Minterルールは1つのパラメータを持つJSONオブジェクトのリストを受け取る。

  • addressBitcoinアドレス。このアドレスの秘密鍵を持つユーザであれば、このアセットの発行が可能になる。(このアドレスがアセットを発行したオリジナルの秘密鍵を持っていなくても良い。)
Inheritance
  • 0:アセットの新しい受信者はmintersを追加できない。
  • 1:アセットの新しい受信者はmintersを追加できるが、Inheritanceレベルは0。
  • 2:アセットの新しい受信者は特に制限なくmintersを追加できる。

※パフォーマンスの最適化のため、minterがアセットを再発行する場合、アセットを最初に発行したトランザクションとブロックについてメタデータ内のAsset_Genesisに記載する必要がある。

ユースケース

"Admin"権限を設定されたアドレスに与えることで、より多くのアセットの発行やメタデータの追加が可能になる。
銀行本社が銀行に裏打ちされたUSDコイン(自己宛小切手みたいな)を発行し、同じ銀行の各支店にもそのUSDコインを発行する権限を与えたい場合などに有効。

Holders

このアドレスを保持することが許されているアドレスを決定する。

デフォルト

デフォルトでHoldersルールは空で、ルールはopen(Inheritance=2)。

Params

Holdersルールは1つのパラメータを持つJSONオブジェクトのリストを受け取る。

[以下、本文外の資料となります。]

use serde_json::{Map, Value as JsonValue};

/// Attribute map of one record.
///
/// A persistent map, so snapshots and layered views are cheap clones.
pub type Attributes = im::OrdMap<String, JsonValue>;

/// Build an attribute map from a JSON object.
pub fn attributes_from_map(map: &Map<String, JsonValue>) -> Attributes {
    map.iter()
        .map(|(key, value)| (key.clone(), value.clone()))
        .collect()
}

/// Build an attribute map from any JSON value; non-objects yield an empty map.
pub fn attributes_from_json(value: &JsonValue) -> Attributes {
    value.as_object().map(attributes_from_map).unwrap_or_default()
}

pub fn attributes_to_json(attributes: &Attributes) -> JsonValue {
    let map: Map<String, JsonValue> = attributes
        .iter()
        .map(|(key, value)| (key.clone(), value.clone()))
        .collect();
    JsonValue::Object(map)
}

/// Overlay `top` onto `base`; keys in `top` win.
pub fn overlay(base: &Attributes, top: &Attributes) -> Attributes {
    if top.is_empty() {
        return base.clone();
    }
    top.clone().union(base.clone())
}
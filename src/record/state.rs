// ============================================================================
// Record Lifecycle
// ============================================================================
//
// State pattern for one record:
//
//   Empty ──fetch──> Loading ──push──> Clean
//                                        │
//            ┌───────── local write ─────┤
//            v                           │
//   Updated(Uncommitted) ──commit──> Updated(InFlight) ──ack──> Clean
//            ^                           │
//            └──── transport failure ────┤
//                                        └─ rejection ─> Updated(Invalid)
//
//   Created(..) follows the same phases and ends in Clean with a server id.
//   Deleted(..) ends in DeletedSaved, which is terminal.
//
// Transitions are pure: each returns the next state or an
// `InvalidTransition` error naming the current state.
//
// ============================================================================

use crate::core::{Result, StoreError};
use crate::transaction::DirtyType;
use std::fmt;

/// Commit phase of a dirty record.
#[derive(Debug, Clone, Copy, PartialEq, Eq, Hash)]
pub enum DirtyPhase {
    Uncommitted,
    InFlight,
    Invalid,
}

impl DirtyPhase {
    fn name(&self) -> &'static str {
        match self {
            DirtyPhase::Uncommitted => "uncommitted",
            DirtyPhase::InFlight => "inFlight",
            DirtyPhase::Invalid => "invalid",
        }
    }
}

#[derive(Debug, Clone, Copy, Default, PartialEq, Eq, Hash)]
pub enum RecordState {
    #[default]
    Empty,
    Loading,
    Clean,
    Created(DirtyPhase),
    Updated(DirtyPhase),
    Deleted(DirtyPhase),
    DeletedSaved,
}

impl RecordState {
    /// Dotted state path, e.g. `loaded.dirty.inFlight`.
    pub fn state_name(&self) -> &'static str {
        use DirtyPhase::*;
        use RecordState::*;
        match self {
            Empty => "empty",
            Loading => "loading",
            Clean => "loaded.clean",
            Updated(Uncommitted) => "loaded.dirty.uncommitted",
            Updated(InFlight) => "loaded.dirty.inFlight",
            Updated(Invalid) => "loaded.dirty.invalid",
            Created(Uncommitted) => "new.uncommitted",
            Created(InFlight) => "new.inFlight",
            Created(Invalid) => "new.invalid",
            Deleted(Uncommitted) => "deleted.uncommitted",
            Deleted(InFlight) => "deleted.inFlight",
            Deleted(Invalid) => "deleted.invalid",
            DeletedSaved => "deleted.saved",
        }
    }

    pub fn phase(&self) -> Option<DirtyPhase> {
        match self {
            RecordState::Created(phase) | RecordState::Updated(phase) | RecordState::Deleted(phase) => {
                Some(*phase)
            }
            _ => None,
        }
    }

    pub fn dirty_type(&self) -> Option<DirtyType> {
        match self {
            RecordState::Created(_) => Some(DirtyType::Created),
            RecordState::Updated(_) => Some(DirtyType::Updated),
            RecordState::Deleted(_) => Some(DirtyType::Deleted),
            _ => None,
        }
    }

    pub fn is_empty(&self) -> bool {
        matches!(self, RecordState::Empty)
    }

    pub fn is_loading(&self) -> bool {
        matches!(self, RecordState::Loading)
    }

    /// The record has data (anything past `Loading`).
    pub fn is_loaded(&self) -> bool {
        !matches!(self, RecordState::Empty | RecordState::Loading)
    }

    pub fn is_dirty(&self) -> bool {
        self.phase().is_some()
    }

    pub fn is_new(&self) -> bool {
        matches!(self, RecordState::Created(_))
    }

    pub fn is_deleted(&self) -> bool {
        matches!(self, RecordState::Deleted(_) | RecordState::DeletedSaved)
    }

    pub fn is_in_flight(&self) -> bool {
        self.phase() == Some(DirtyPhase::InFlight)
    }

    pub fn is_uncommitted(&self) -> bool {
        self.phase() == Some(DirtyPhase::Uncommitted)
    }

    pub fn is_valid(&self) -> bool {
        self.phase() != Some(DirtyPhase::Invalid)
    }

    fn illegal(&self, operation: &'static str) -> StoreError {
        StoreError::InvalidTransition {
            state: self.state_name(),
            operation,
        }
    }

    fn with_phase(&self, phase: DirtyPhase) -> Self {
        match self {
            RecordState::Created(_) => RecordState::Created(phase),
            RecordState::Updated(_) => RecordState::Updated(phase),
            RecordState::Deleted(_) => RecordState::Deleted(phase),
            other => *other,
        }
    }

    // ------------------------------------------------------------------
    // Transitions
    // ------------------------------------------------------------------

    /// A fetch was issued for a record without data.
    pub fn loading(self) -> Result<Self> {
        match self {
            RecordState::Empty | RecordState::Loading => Ok(RecordState::Loading),
            _ => Err(self.illegal("load")),
        }
    }

    /// Server data arrived. Dirty records keep their state; only their
    /// canonical layer changes.
    pub fn did_load(self) -> Result<Self> {
        match self {
            RecordState::Empty | RecordState::Loading | RecordState::Clean => Ok(RecordState::Clean),
            RecordState::DeletedSaved => Err(self.illegal("push into")),
            dirty => Ok(dirty),
        }
    }

    pub fn not_found(self) -> Self {
        match self {
            RecordState::Loading => RecordState::Empty,
            other => other,
        }
    }

    /// A local attribute or relationship write.
    pub fn did_set_property(self) -> Result<Self> {
        match self {
            RecordState::Clean => Ok(RecordState::Updated(DirtyPhase::Uncommitted)),
            RecordState::Created(_) | RecordState::Updated(_) => Ok(self),
            _ => Err(self.illegal("set a property on")),
        }
    }

    pub fn will_commit(self) -> Result<Self> {
        match self.phase() {
            Some(DirtyPhase::Uncommitted) => Ok(self.with_phase(DirtyPhase::InFlight)),
            _ => Err(self.illegal("commit")),
        }
    }

    /// The adapter acknowledged the save.
    pub fn did_commit(self) -> Result<Self> {
        match self {
            RecordState::Created(DirtyPhase::InFlight) | RecordState::Updated(DirtyPhase::InFlight) => {
                Ok(RecordState::Clean)
            }
            RecordState::Deleted(DirtyPhase::InFlight) => Ok(RecordState::DeletedSaved),
            _ => Err(self.illegal("acknowledge")),
        }
    }

    pub fn became_invalid(self) -> Result<Self> {
        match self.phase() {
            Some(DirtyPhase::InFlight) | Some(DirtyPhase::Invalid) => {
                Ok(self.with_phase(DirtyPhase::Invalid))
            }
            _ => Err(self.illegal("invalidate")),
        }
    }

    pub fn became_valid(self) -> Self {
        match self.phase() {
            Some(DirtyPhase::Invalid) => self.with_phase(DirtyPhase::Uncommitted),
            _ => self,
        }
    }

    /// Transport failure while in flight.
    pub fn commit_failed(self) -> Result<Self> {
        match self.phase() {
            Some(DirtyPhase::InFlight) => Ok(self.with_phase(DirtyPhase::Uncommitted)),
            _ => Err(self.illegal("fail")),
        }
    }

    /// Local delete. A record that never reached the server goes straight
    /// to `DeletedSaved`.
    pub fn delete(self) -> Result<Self> {
        use DirtyPhase::*;
        match self {
            RecordState::Clean | RecordState::Updated(Uncommitted | Invalid) => {
                Ok(RecordState::Deleted(Uncommitted))
            }
            RecordState::Created(Uncommitted | Invalid) => Ok(RecordState::DeletedSaved),
            RecordState::Deleted(Uncommitted | Invalid) | RecordState::DeletedSaved => Ok(self),
            _ => Err(self.illegal("delete")),
        }
    }

    /// Discard local changes.
    pub fn rollback(self) -> Result<Self> {
        use DirtyPhase::*;
        match self {
            RecordState::Updated(Uncommitted | Invalid) | RecordState::Deleted(Uncommitted | Invalid) => {
                Ok(RecordState::Clean)
            }
            RecordState::Created(Uncommitted | Invalid) => Ok(RecordState::DeletedSaved),
            RecordState::Created(InFlight) | RecordState::Updated(InFlight) | RecordState::Deleted(InFlight) => {
                Err(self.illegal("roll back"))
            }
            other => Ok(other),
        }
    }
}

impl fmt::Display for RecordState {
    fn fmt(&self, f: &mut fmt::Formatter<'_>) -> fmt::Result {
        f.write_str(self.state_name())
    }
}

impl fmt::Display for DirtyPhase {
    fn fmt(&self, f: &mut fmt::Formatter<'_>) -> fmt::Result {
        f.write_str(self.name())
    }
}

#[cfg(test)]
mod tests {
    use super::*;
    use DirtyPhase::*;

    #[test]
    fn test_update_commit_cycle() {
        let state = RecordState::Empty.loading().unwrap().did_load().unwrap();
        assert_eq!(state, RecordState::Clean);

        let state = state.did_set_property().unwrap();
        assert_eq!(state.state_name(), "loaded.dirty.uncommitted");
        assert!(state.is_dirty());

        let state = state.will_commit().unwrap();
        assert!(state.is_in_flight());
        // edits while in flight queue up without changing the phase
        assert_eq!(state.did_set_property().unwrap(), state);

        assert_eq!(state.did_commit().unwrap(), RecordState::Clean);
    }

    #[test]
    fn test_invalid_round_trip() {
        let state = RecordState::Updated(InFlight).became_invalid().unwrap();
        assert_eq!(state.state_name(), "loaded.dirty.invalid");
        assert!(!state.is_valid());
        assert!(state.will_commit().is_err());

        let state = state.became_valid();
        assert_eq!(state, RecordState::Updated(Uncommitted));
    }

    #[test]
    fn test_transport_failure_returns_to_uncommitted() {
        let state = RecordState::Created(InFlight).commit_failed().unwrap();
        assert_eq!(state.state_name(), "new.uncommitted");
    }

    #[test]
    fn test_delete_paths() {
        assert_eq!(RecordState::Clean.delete().unwrap(), RecordState::Deleted(Uncommitted));
        assert_eq!(RecordState::Created(Uncommitted).delete().unwrap(), RecordState::DeletedSaved);
        assert_eq!(
            RecordState::Deleted(InFlight).did_commit().unwrap(),
            RecordState::DeletedSaved
        );

        let err = RecordState::Updated(InFlight).delete().unwrap_err();
        assert!(matches!(
            err,
            StoreError::InvalidTransition { state: "loaded.dirty.inFlight", operation: "delete" }
        ));
    }

    #[test]
    fn test_deleted_record_rejects_writes() {
        assert!(RecordState::Deleted(Uncommitted).did_set_property().is_err());
        assert!(RecordState::DeletedSaved.did_set_property().is_err());
        assert!(RecordState::Empty.did_set_property().is_err());
    }

    #[test]
    fn test_rollback() {
        assert_eq!(RecordState::Updated(Invalid).rollback().unwrap(), RecordState::Clean);
        assert_eq!(RecordState::Deleted(Uncommitted).rollback().unwrap(), RecordState::Clean);
        assert_eq!(RecordState::Created(Uncommitted).rollback().unwrap(), RecordState::DeletedSaved);
        assert_eq!(RecordState::Clean.rollback().unwrap(), RecordState::Clean);
        assert!(RecordState::Updated(InFlight).rollback().is_err());
    }

    #[test]
    fn test_not_found_only_resets_loading() {
        assert_eq!(RecordState::Loading.not_found(), RecordState::Empty);
        assert_eq!(RecordState::Clean.not_found(), RecordState::Clean);
    }
}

  • addressBitcoinアドレス。アセットはここに定義されているアドレス群にのみ送付可能で、限られたグループのみがこのアセットの保持を保持できる。
Inheritance
  • 0:アセットの新しい受信者はholdersを追加できない。
  • 1:アセットの新しい受信者はholdersを追加できるが、Inheritanceレベルは0。
  • 2:アセットの新しい受信者は特に制限なくholdersを追加できる。
ユースケース

金融機関のバックボーンとしてパーミッションレスなブロックチェーンを使用するための最大の議論の一つは、企業がAMLやKYCのような規制を順守しながらアセットを制御する能力である。このルールを使えば、事前に確認を取ったアドレス群にのみ有効なアセットを発行できる。つまりパーミッションレスなブロックチェーンにパーミッションレイヤを効果的に作ることができる。

所感

  • ブロックチェーンでアセットを送付する際にRule Engineを適用するってアプローチは面白い。Bitcoinのブロックチェーン上のプロトコルなので、トリガーとできるのはアセットが送付されるタイミングのみっぽい。
  • 定義可能なルールについては分かったけど、ルールを評価するRule Engineがどうやって動作するのかは明記されていない。Colored Coins Protocolをサポートするウォレットでアセットを送付する際に動作するのか?この辺は実装見てみる必要がある。
  • Open Assets Protocolだと発行者の公開鍵からAsset IDが生成されるので、同じアセットを発行できるのはその公開鍵に対する秘密鍵を持つユーザのみだったけど、Colored Coins Ptorotocolの場合はMintersのルールを利用することで、第三者によるアセットの再発行も可能になる。
  • このルールに矛盾するような細工をしたトランザクションがブロードキャストされた場合、どういう振る舞いになるのか気になる。
    ( Open Assets ProtocolだとMarker Outputの値を改竄するとuncoloredと判定されてアセットは消失する。)